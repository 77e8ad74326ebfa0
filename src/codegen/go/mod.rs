//! Go code generator
//!
//! Generates Go structs with `json` tags, `database/sql` null wrappers and a
//! `JsonNullString` helper.

use std::collections::BTreeSet;

use minijinja::Environment;
use tracing::debug;

use crate::codegen::{CodeGenerator, TableModel};
use crate::error::ModelGenError;
use crate::typemap::{FieldType, MappedType};

/// Imports every model file needs for its `Set` method
const BASE_IMPORTS: [&str; 2] = ["bytes", "encoding/json"];

/// Go code generator
pub struct GoGenerator {
    env: Environment<'static>,
    package: String,
}

impl GoGenerator {
    pub fn new(package: impl Into<String>) -> Self {
        let mut env = Environment::new();
        env.set_trim_blocks(true);
        env.set_lstrip_blocks(true);
        env.set_keep_trailing_newline(true);

        // Register templates
        env.add_template("model", include_str!("templates/model.go.jinja"))
            .expect("Failed to load go model template");
        env.add_template(
            "json_null_string",
            include_str!("templates/json_null_string.go.jinja"),
        )
        .expect("Failed to load go json_null_string template");

        Self {
            env,
            package: package.into(),
        }
    }

    fn render(&self, template: &str, table: &str, ctx: minijinja::Value) -> Result<String, ModelGenError> {
        let template = self
            .env
            .get_template(template)
            .map_err(|e| ModelGenError::CodeGen {
                table: table.to_string(),
                message: format!("Template error: {}", e),
            })?;

        template.render(ctx).map_err(|e| ModelGenError::CodeGen {
            table: table.to_string(),
            message: format!("Render error: {}", e),
        })
    }
}

impl CodeGenerator for GoGenerator {
    fn extension(&self) -> &'static str {
        "go"
    }

    fn map_type(&self, field_type: FieldType) -> MappedType {
        match field_type {
            FieldType::Integer { bits, unsigned } => {
                let sign = if unsigned { "u" } else { "" };
                MappedType::new(format!("{}int{}", sign, bits))
            }
            FieldType::NullableInteger => MappedType::new("sql.NullInt64").with_import("database/sql"),
            FieldType::Float => MappedType::new("float64"),
            FieldType::NullableFloat => MappedType::new("sql.NullFloat64").with_import("database/sql"),
            FieldType::Text => MappedType::new("string"),
            FieldType::NullableText => MappedType::new("JsonNullString"),
            FieldType::Timestamp => MappedType::new("*time.Time").with_import("time"),
        }
    }

    /// Methods declared by the model template
    fn reserved_field_names(&self) -> &'static [&'static str] {
        &["TableName", "Set"]
    }

    fn render_model(&self, model: &TableModel) -> Result<String, ModelGenError> {
        debug!(table = ?model.table_name, "Rendering Go model");

        let mut imports: BTreeSet<&str> = BASE_IMPORTS.into_iter().collect();
        imports.extend(model.imports.iter().map(String::as_str));

        // Align field declarations the way gofmt does
        let name_width = model.fields.iter().map(|f| f.name.chars().count()).max().unwrap_or(0);
        let type_width = model
            .fields
            .iter()
            .map(|f| f.type_name.chars().count())
            .max()
            .unwrap_or(0);

        let columns: Vec<_> = model
            .fields
            .iter()
            .map(|field| {
                minijinja::context! {
                    name => format!("{:<width$}", field.name, width = name_width),
                    type_name => format!("{:<width$}", field.type_name, width = type_width),
                    tag => &field.tag,
                }
            })
            .collect();

        let ctx = minijinja::context! {
            package => &self.package,
            table_name => &model.table_name,
            struct_name => &model.struct_name,
            columns => columns,
            imports => imports,
        };

        self.render("model", &model.table_name, ctx)
    }

    fn render_null_string(&self) -> Result<String, ModelGenError> {
        let ctx = minijinja::context! {
            package => &self.package,
        };

        self.render("json_null_string", "json_null_string", ctx)
    }
}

*-*-*

▸ **Description of the task**
Determine the number of lines in the listing that hold the word "BTreeSet". Nothing but that number is wanted.

▸ **Solution for this exercise**
2